Recently, Professor Haifeng Chen, co-founder of company, developed an innovative and efficient new protein sequence design method called GPD. Compared to the current state-of-the-art method, proteinMPNN, GPD exhibits significantly higher sequence diversity and generates sequences 2.2 times faster, greatly enhancing the de novo design capabilities of industrial enzymes and protein drugs. The research results were published in the CAS top journal “Briefings in Bioinformatics.”
Protein design is central to almost all protein engineering problems because it enables the creation of proteins with novel biological functions and can improve the catalytic efficiency of enzymes, among other benefits. A key issue in protein design is the fixed-backbone protein sequence design, which aims to design new sequences that conform to a predetermined protein backbone structure. However, existing sequence design methods have various limitations, such as low sequence diversity and insufficient experimental validation of the designed functional proteins, which severely hinder functional protein design.
To address these limitations, the team developed the Graphormer-based Protein Design (GPD) model in this study.

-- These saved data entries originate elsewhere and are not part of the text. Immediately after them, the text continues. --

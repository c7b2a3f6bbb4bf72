//! 主应用程序
//!
//! 持有数据库连接，包含人员和借款两个标签页。

use crate::core::error::LedgerError;
use crate::core::models::{AppConfig, LoanTotals};
use crate::storage::config::ConfigManager;
use crate::storage::database::Database;
use crate::ui::dialogs::{
    ConfirmDialog, ConfirmResult, MessageDialog, MessageLevel, SettingsDialog, SettingsResult,
};
use crate::ui::loan_panel::{LoanPanel, LoanPanelAction};
use crate::ui::person_panel::{PersonPanel, PersonPanelAction};
use crate::ui::styles::{button_style, format_amount};
use eframe::egui::{self, RichText};

/// 标签页
#[derive(Debug, Clone, Copy, PartialEq, Eq)]
enum Tab {
    Persons,
    Loans,
}

/// 待确认的删除
#[derive(Debug, Clone, Copy, PartialEq, Eq)]
enum PendingDelete {
    Person(i64),
    Loan(i64),
}

/// 主应用程序
pub struct LedgerApp {
    /// 配置管理器
    config_manager: ConfigManager,
    /// 配置
    config: AppConfig,
    /// 数据库连接，打开失败时为空
    db: Option<Database>,
    /// 当前标签页
    tab: Tab,
    /// 人员面板
    person_panel: PersonPanel,
    /// 借款面板
    loan_panel: LoanPanel,
    /// 消息对话框
    message_dialog: MessageDialog,
    /// 删除确认对话框
    confirm_dialog: ConfirmDialog,
    /// 设置对话框
    settings_dialog: SettingsDialog,
    /// 待确认的删除
    pending_delete: Option<PendingDelete>,
    /// 状态消息
    status_message: String,
    /// 借款汇总
    totals: LoanTotals,
}

impl LedgerApp {
    /// 创建新的应用实例
    pub fn new(cc: &eframe::CreationContext<'_>) -> Self {
        let mut style = (*cc.egui_ctx.style()).clone();
        button_style(&mut style.visuals);
        cc.egui_ctx.set_style(style);

        let config_manager = ConfigManager::new(ConfigManager::default_path());
        let mut message_dialog = MessageDialog::default();
        let config = match config_manager.load() {
            Ok(config) => config,
            Err(e) => {
                tracing::warn!("读取配置失败，使用默认配置: {}", e);
                message_dialog.show(
                    MessageLevel::Warning,
                    "配置错误",
                    &format!("读取配置失败，已使用默认配置: {}", e),
                );
                AppConfig::default()
            }
        };

        let mut app = Self {
            person_panel: PersonPanel::new(),
            loan_panel: LoanPanel::new(config.guarantor_layout),
            config_manager,
            config,
            db: None,
            tab: Tab::Persons,
            message_dialog,
            confirm_dialog: ConfirmDialog::default(),
            settings_dialog: SettingsDialog::default(),
            pending_delete: None,
            status_message: String::new(),
            totals: LoanTotals::default(),
        };
        app.open_database();
        app
    }

    /// 按当前配置打开数据库
    fn open_database(&mut self) {
        let path = ConfigManager::database_path(&self.config);
        self.db = None;

        match Database::open(&path, self.config.guarantor_layout) {
            Ok(db) => {
                self.person_panel.reset();
                self.loan_panel.reset(db.layout());
                self.db = Some(db);
                self.status_message = format!("数据库: {}", path.display());
                self.refresh_all();
            }
            Err(e) => {
                tracing::warn!("打开数据库失败: {}", e);
                self.status_message = "数据库未打开".to_string();
                self.message_dialog.show(
                    MessageLevel::Critical,
                    "数据库错误",
                    &format!("无法打开 {}: {}", path.display(), e),
                );
            }
        }
    }

    /// 刷新两个面板和汇总
    fn refresh_all(&mut self) {
        let Some(db) = self.db.as_ref() else { return };

        let result = self
            .person_panel
            .refresh(db)
            .and_then(|_| self.loan_panel.refresh(db))
            .and_then(|_| db.loan_totals());

        match result {
            Ok(totals) => self.totals = totals,
            Err(e) => self.report_error(&e),
        }
    }

    /// 只刷新借款汇总
    fn refresh_totals(&mut self) {
        let Some(db) = self.db.as_ref() else { return };
        match db.loan_totals() {
            Ok(totals) => self.totals = totals,
            Err(e) => self.report_error(&e),
        }
    }

    /// 显示错误：用户输入问题为警告，其余为严重错误
    fn report_error(&mut self, error: &LedgerError) {
        if error.is_user_error() {
            tracing::debug!("输入被拒绝: {}", error);
            self.message_dialog
                .show(MessageLevel::Warning, "输入错误", &error.to_string());
        } else {
            tracing::warn!("操作失败: {}", error);
            self.message_dialog
                .show(MessageLevel::Critical, "数据库错误", &error.to_string());
        }
    }

    fn handle_person_action(&mut self, action: PersonPanelAction) {
        let Some(db) = self.db.as_ref() else { return };

        let result = match action {
            PersonPanelAction::None => return,
            PersonPanelAction::Add => self
                .person_panel
                .add_person(db)
                .map(|id| format!("已添加人员 #{}", id)),
            PersonPanelAction::SaveEdit(id) => self
                .person_panel
                .save_edit(db, id)
                .map(|_| format!("已保存人员 #{}", id)),
            PersonPanelAction::Delete(id) => {
                let name = self.person_panel.name_of(id).unwrap_or_default();
                self.confirm_dialog.show(
                    "确认删除",
                    &format!("确定要删除人员“{}”吗？", name),
                );
                self.pending_delete = Some(PendingDelete::Person(id));
                return;
            }
        };

        match result {
            Ok(message) => {
                self.status_message = message;
                // 人员变化需要同步到借款面板的选择列表
                if let Err(e) = self.loan_panel.refresh(db) {
                    self.report_error(&e);
                }
            }
            Err(e) => self.report_error(&e),
        }
    }

    fn handle_loan_action(&mut self, action: LoanPanelAction) {
        let result = match action {
            LoanPanelAction::None => return,
            LoanPanelAction::Add => {
                let Some(db) = self.db.as_mut() else { return };
                self.loan_panel
                    .add_loan(db)
                    .map(|id| format!("已添加借款 #{}", id))
            }
            LoanPanelAction::Select(id) => {
                let Some(db) = self.db.as_ref() else { return };
                if let Err(e) = self.loan_panel.load_details(db, id) {
                    self.report_error(&e);
                }
                return;
            }
            LoanPanelAction::Delete(id) => {
                self.confirm_dialog
                    .show("确认删除", &format!("确定要删除借款 #{} 吗？", id));
                self.pending_delete = Some(PendingDelete::Loan(id));
                return;
            }
        };

        match result {
            Ok(message) => {
                self.status_message = message;
                self.refresh_totals();
            }
            Err(e) => self.report_error(&e),
        }
    }

    /// 执行已确认的删除
    fn execute_delete(&mut self, pending: PendingDelete) {
        let Some(db) = self.db.as_ref() else { return };

        let result = match pending {
            PendingDelete::Person(id) => self
                .person_panel
                .delete_person(db, id)
                .and_then(|_| self.loan_panel.refresh(db))
                .map(|_| format!("已删除人员 #{}", id)),
            PendingDelete::Loan(id) => self
                .loan_panel
                .delete_loan(db, id)
                .map(|_| format!("已删除借款 #{}", id)),
        };

        match result {
            Ok(message) => {
                self.status_message = message;
                self.refresh_totals();
            }
            Err(e) => self.report_error(&e),
        }
    }

    /// 保存设置并应用
    fn save_settings(&mut self, config: AppConfig) {
        if let Err(e) = self.config_manager.save(&config) {
            tracing::warn!("保存配置失败: {}", e);
            self.message_dialog.show(
                MessageLevel::Critical,
                "配置错误",
                &format!("保存配置失败: {}", e),
            );
            return;
        }
        self.apply_config(config);
    }

    /// 应用新配置，数据库路径变化时重新打开数据库
    fn apply_config(&mut self, config: AppConfig) {
        let reopen = ConfigManager::database_path(&config)
            != ConfigManager::database_path(&self.config);
        self.config = config;
        if reopen || self.db.is_none() {
            self.open_database();
        }
        if self.db.is_some() {
            self.status_message = "设置已保存".to_string();
        }
    }
}

impl eframe::App for LedgerApp {
    fn update(&mut self, ctx: &egui::Context, _frame: &mut eframe::Frame) {
        // 顶部菜单栏
        egui::TopBottomPanel::top("menu_bar").show(ctx, |ui| {
            egui::menu::bar(ui, |ui| {
                ui.menu_button("文件", |ui| {
                    if ui.button("⚙️ 设置").clicked() {
                        self.settings_dialog.show(
                            self.config.database_path.as_ref(),
                            self.config.guarantor_layout,
                            self.db.as_ref().map(|db| db.layout()),
                        );
                        ui.close_menu();
                    }
                    ui.separator();
                    if ui.button("❌ 退出").clicked() {
                        ctx.send_viewport_cmd(egui::ViewportCommand::Close);
                    }
                });

                ui.menu_button("视图", |ui| {
                    if ui.button("🔄 刷新").clicked() {
                        self.refresh_all();
                        ui.close_menu();
                    }
                });
            });
        });

        // 底部状态栏
        egui::TopBottomPanel::bottom("status_bar").show(ctx, |ui| {
            ui.horizontal(|ui| {
                ui.label(&self.status_message);

                ui.with_layout(egui::Layout::right_to_left(egui::Align::Center), |ui| {
                    if let Some(db) = &self.db {
                        ui.label(
                            RichText::new(db.layout().label())
                                .small()
                                .color(egui::Color32::GRAY),
                        );
                        ui.separator();
                    }
                    ui.label(format!(
                        "借款: {} 笔，合计 {}",
                        self.totals.count,
                        format_amount(self.totals.total_amount)
                    ));
                });
            });
        });

        // 主内容区域
        egui::CentralPanel::default().show(ctx, |ui| {
            ui.horizontal(|ui| {
                ui.selectable_value(&mut self.tab, Tab::Persons, "👥 人员");
                ui.selectable_value(&mut self.tab, Tab::Loans, "💰 借款列表");
            });
            ui.separator();

            if self.db.is_none() {
                ui.vertical_centered(|ui| {
                    ui.add_space(120.0);
                    ui.label(RichText::new("数据库未打开").size(24.0));
                    ui.label("请在 文件 → 设置 中选择数据库文件");
                });
                return;
            }

            egui::ScrollArea::vertical()
                .auto_shrink([false; 2])
                .show(ui, |ui| match self.tab {
                    Tab::Persons => {
                        let action = self.person_panel.render(ui);
                        self.handle_person_action(action);
                    }
                    Tab::Loans => {
                        let action = self.loan_panel.render(ui);
                        self.handle_loan_action(action);
                    }
                });
        });

        // 渲染对话框
        self.render_dialogs(ctx);
    }
}

impl LedgerApp {
    /// 渲染对话框
    fn render_dialogs(&mut self, ctx: &egui::Context) {
        self.message_dialog.render(ctx);

        match self.confirm_dialog.render(ctx) {
            ConfirmResult::Confirm => {
                if let Some(pending) = self.pending_delete.take() {
                    self.execute_delete(pending);
                }
            }
            ConfirmResult::Cancel => {
                self.pending_delete = None;
            }
            ConfirmResult::None => {}
        }

        match self.settings_dialog.render(ctx) {
            SettingsResult::Save => {
                let config = AppConfig {
                    database_path: self.settings_dialog.database_path(),
                    guarantor_layout: self.settings_dialog.guarantor_layout,
                };
                self.save_settings(config);
            }
            SettingsResult::Reset => match self.config_manager.reset() {
                Ok(()) => self.apply_config(AppConfig::default()),
                Err(e) => {
                    tracing::warn!("重置配置失败: {}", e);
                    self.message_dialog.show(
                        MessageLevel::Critical,
                        "配置错误",
                        &format!("重置配置失败: {}", e),
                    );
                }
            },
            SettingsResult::Cancel => {}
            SettingsResult::None => {}
        }
    }
}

This model uses a Transformer to perform graph-based 3D protein structure representation, incorporating Gaussian noise and sequence random masking into node features, thereby enhancing the quality of sequence design.
Subsequently, the team evaluated the sequence design quality of GPD during the research process and found that it could design and generate more reasonable protein sequences while maintaining high sequence diversity. Most of the designed sequences could also fold into the desired structures in structural prediction models. Overall, GPD outperformed existing models in terms of sequence foldability, sequence homology, and sequence diversity.
Additionally, Intelligent Medicine Original, in collaboration with Shanghai Jiao Tong University, applied GPD to the redesign of Antarctic yeast lipase (CALB), generating and screening nine artificially designed protein sequences. Compared to the wild-type CalB, one of the designed sequences exhibited a 1.7-fold increase in catalytic activity. The experimental results further demonstrate the rationality of GPD’s design, as well as its efficiency over previous rational design or directed evolution methods.
Moreover, enzyme activity tests for multiple substrates revealed that the sequences designed by GPD exhibited high substrate specificity, showing strong substrate selectivity on p-nitrophenyl acetate with different carbon chain lengths (C2-C16). This has significant implications for the industrial application of CALB enzymes.
Intelligent Medicine Original’s innovative protein sequence design method, GPD, can be used for the de novo design of industrial enzymes and protein drugs, providing a methodological foundation for the rapid development of new productive forces. The company aims to introduce advanced computational methods into the biopharmaceutical field, striving to create an AI-powered platform for protease modification and innovative drug design.